Instructions to follow - All of the data below should be output exactly as given.

[Dataset entries]
※
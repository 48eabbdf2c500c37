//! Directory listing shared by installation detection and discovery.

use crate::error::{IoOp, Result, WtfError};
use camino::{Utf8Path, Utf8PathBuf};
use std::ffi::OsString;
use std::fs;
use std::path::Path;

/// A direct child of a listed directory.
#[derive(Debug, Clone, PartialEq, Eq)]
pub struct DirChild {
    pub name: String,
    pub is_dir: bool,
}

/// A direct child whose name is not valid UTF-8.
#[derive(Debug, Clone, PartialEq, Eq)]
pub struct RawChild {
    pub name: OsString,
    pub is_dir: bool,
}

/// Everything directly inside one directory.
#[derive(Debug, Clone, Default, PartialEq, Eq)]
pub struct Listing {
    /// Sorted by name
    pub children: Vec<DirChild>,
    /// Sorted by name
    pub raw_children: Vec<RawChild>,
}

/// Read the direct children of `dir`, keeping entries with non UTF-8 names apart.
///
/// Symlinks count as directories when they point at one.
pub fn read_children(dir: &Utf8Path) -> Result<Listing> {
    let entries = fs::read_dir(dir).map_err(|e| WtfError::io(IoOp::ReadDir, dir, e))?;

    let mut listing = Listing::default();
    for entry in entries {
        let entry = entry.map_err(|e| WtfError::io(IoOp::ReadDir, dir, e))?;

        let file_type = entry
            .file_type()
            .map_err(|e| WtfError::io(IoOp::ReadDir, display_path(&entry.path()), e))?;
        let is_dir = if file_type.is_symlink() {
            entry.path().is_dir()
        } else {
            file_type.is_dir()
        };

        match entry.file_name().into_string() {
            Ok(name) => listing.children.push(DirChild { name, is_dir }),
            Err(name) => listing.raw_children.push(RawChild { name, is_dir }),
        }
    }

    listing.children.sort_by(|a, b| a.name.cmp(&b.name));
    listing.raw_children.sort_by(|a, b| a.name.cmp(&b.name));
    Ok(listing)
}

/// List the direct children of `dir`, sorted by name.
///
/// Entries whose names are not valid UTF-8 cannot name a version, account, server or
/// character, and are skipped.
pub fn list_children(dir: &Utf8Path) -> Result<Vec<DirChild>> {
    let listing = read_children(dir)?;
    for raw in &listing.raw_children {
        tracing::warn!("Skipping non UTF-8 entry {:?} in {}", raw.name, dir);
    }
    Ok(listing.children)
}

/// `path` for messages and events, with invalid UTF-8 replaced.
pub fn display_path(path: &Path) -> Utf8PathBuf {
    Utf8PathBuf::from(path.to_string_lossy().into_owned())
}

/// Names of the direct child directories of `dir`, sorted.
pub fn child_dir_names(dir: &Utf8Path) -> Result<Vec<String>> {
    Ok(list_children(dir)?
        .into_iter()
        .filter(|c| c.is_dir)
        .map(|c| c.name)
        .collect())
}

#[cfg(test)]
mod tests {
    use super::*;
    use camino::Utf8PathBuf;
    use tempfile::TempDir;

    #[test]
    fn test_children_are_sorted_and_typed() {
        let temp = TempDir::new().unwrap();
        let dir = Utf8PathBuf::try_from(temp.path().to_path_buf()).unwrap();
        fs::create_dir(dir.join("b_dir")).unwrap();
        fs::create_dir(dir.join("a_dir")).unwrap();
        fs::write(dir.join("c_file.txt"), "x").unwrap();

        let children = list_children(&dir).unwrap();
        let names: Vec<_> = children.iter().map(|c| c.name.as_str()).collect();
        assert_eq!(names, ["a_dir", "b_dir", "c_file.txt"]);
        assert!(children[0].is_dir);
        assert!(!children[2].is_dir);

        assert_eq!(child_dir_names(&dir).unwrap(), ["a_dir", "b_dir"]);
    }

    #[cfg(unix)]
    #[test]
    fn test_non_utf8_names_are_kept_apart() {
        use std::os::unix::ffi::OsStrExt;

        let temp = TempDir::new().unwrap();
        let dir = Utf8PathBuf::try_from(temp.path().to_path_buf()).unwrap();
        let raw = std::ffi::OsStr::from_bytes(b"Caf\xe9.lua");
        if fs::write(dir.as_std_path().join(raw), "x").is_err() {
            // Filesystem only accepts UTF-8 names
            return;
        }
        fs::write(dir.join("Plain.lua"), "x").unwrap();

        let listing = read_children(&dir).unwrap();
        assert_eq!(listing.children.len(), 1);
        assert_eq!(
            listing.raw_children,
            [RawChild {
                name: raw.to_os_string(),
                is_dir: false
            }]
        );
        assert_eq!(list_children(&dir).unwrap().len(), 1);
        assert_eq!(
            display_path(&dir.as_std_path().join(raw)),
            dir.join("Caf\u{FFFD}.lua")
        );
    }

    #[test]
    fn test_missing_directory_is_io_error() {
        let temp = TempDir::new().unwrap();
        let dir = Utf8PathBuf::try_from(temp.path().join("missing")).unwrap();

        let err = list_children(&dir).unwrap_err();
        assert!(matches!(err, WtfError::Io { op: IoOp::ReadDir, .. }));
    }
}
※
Answer area -
repository 48eabbdf2c500c37
//! Directory listing shared by installation detection and discovery.

use crate::error::{IoOp, Result, WtfError};
use camino::{Utf8Path, Utf8PathBuf};
use std::ffi::OsString;
use std::fs;
use std::path::Path;

/// A direct child of a listed directory.
#[derive(Debug, Clone, PartialEq, Eq)]
pub struct DirChild {
    pub name: String,
    pub is_dir: bool,
}

/// A direct child whose name is not valid UTF-8.
#[derive(Debug, Clone, PartialEq, Eq)]
pub struct RawChild {
    pub name: OsString,
    pub is_dir: bool,
}

/// Everything directly inside one directory.
#[derive(Debug, Clone, Default, PartialEq, Eq)]
pub struct Listing {
    /// Sorted by name
    pub children: Vec<DirChild>,
    /// Sorted by name
    pub raw_children: Vec<RawChild>,
}

/// Read the direct children of `dir`, keeping entries with non UTF-8 names apart.
///
/// Symlinks count as directories when they point at one.
pub fn read_children(dir: &Utf8Path) -> Result<Listing> {
    let entries = fs::read_dir(dir).map_err(|e| WtfError::io(IoOp::ReadDir, dir, e))?;

    let mut listing = Listing::default();
    for entry in entries {
        let entry = entry.map_err(|e| WtfError::io(IoOp::ReadDir, dir, e))?;

        let file_type = entry
            .file_type()
            .map_err(|e| WtfError::io(IoOp::ReadDir, display_path(&entry.path()), e))?;
        let is_dir = if file_type.is_symlink() {
            entry.path().is_dir()
        } else {
            file_type.is_dir()
        };

        match entry.file_name().into_string() {
            Ok(name) => listing.children.push(DirChild { name, is_dir }),
            Err(name) => listing.raw_children.push(RawChild { name, is_dir }),
        }
    }

    listing.children.sort_by(|a, b| a.name.cmp(&b.name));
    listing.raw_children.sort_by(|a, b| a.name.cmp(&b.name));
    Ok(listing)
}

/// List the direct children of `dir`, sorted by name.
///
/// Entries whose names are not valid UTF-8 cannot name a version, account, server or
/// character, and are skipped.
pub fn list_children(dir: &Utf8Path) -> Result<Vec<DirChild>> {
    let listing = read_children(dir)?;
    for raw in &listing.raw_children {
        tracing::warn!("Skipping non UTF-8 entry {:?} in {}", raw.name, dir);
    }
    Ok(listing.children)
}

/// `path` for messages and events, with invalid UTF-8 replaced.
pub fn display_path(path: &Path) -> Utf8PathBuf {
    Utf8PathBuf::from(path.to_string_lossy().into_owned())
}

/// Names of the direct child directories of `dir`, sorted.
pub fn child_dir_names(dir: &Utf8Path) -> Result<Vec<String>> {
    Ok(list_children(dir)?
        .into_iter()
        .filter(|c| c.is_dir)
        .map(|c| c.name)
        .collect())
}

#[cfg(test)]
mod tests {
    use super::*;
    use camino::Utf8PathBuf;
    use tempfile::TempDir;

    #[test]
    fn test_children_are_sorted_and_typed() {
        let temp = TempDir::new().unwrap();
        let dir = Utf8PathBuf::try_from(temp.path().to_path_buf()).unwrap();
        fs::create_dir(dir.join("b_dir")).unwrap();
        fs::create_dir(dir.join("a_dir")).unwrap();
        fs::write(dir.join("c_file.txt"), "x").unwrap();

        let children = list_children(&dir).unwrap();
        let names: Vec<_> = children.iter().map(|c| c.name.as_str()).collect();
        assert_eq!(names, ["a_dir", "b_dir", "c_file.txt"]);
        assert!(children[0].is_dir);
        assert!(!children[2].is_dir);

        assert_eq!(child_dir_names(&dir).unwrap(), ["a_dir", "b_dir"]);
    }

    #[cfg(unix)]
    #[test]
    fn test_non_utf8_names_are_kept_apart() {
        use std::os::unix::ffi::OsStrExt;

        let temp = TempDir::new().unwrap();
        let dir = Utf8PathBuf::try_from(temp.path().to_path_buf()).unwrap();
        let raw = std::ffi::OsStr::from_bytes(b"Caf\xe9.lua");
        if fs::write(dir.as_std_path().join(raw), "x").is_err() {
            // Filesystem only accepts UTF-8 names
            return;
        }
        fs::write(dir.join("Plain.lua"), "x").unwrap();

        let listing = read_children(&dir).unwrap();
        assert_eq!(listing.children.len(), 1);
        assert_eq!(
            listing.raw_children,
            [RawChild {
                name: raw.to_os_string(),
                is_dir: false
            }]
        );
        assert_eq!(list_children(&dir).unwrap().len(), 1);
        assert_eq!(
            display_path(&dir.as_std_path().join(raw)),
            dir.join("Caf\u{FFFD}.lua")
        );
    }

    #[test]
    fn test_missing_directory_is_io_error() {
        let temp = TempDir::new().unwrap();
        let dir = Utf8PathBuf::try_from(temp.path().join("missing")).unwrap();

        let err = list_children(&dir).unwrap_err();
        assert!(matches!(err, WtfError::Io { op: IoOp::ReadDir, .. }));
    }
}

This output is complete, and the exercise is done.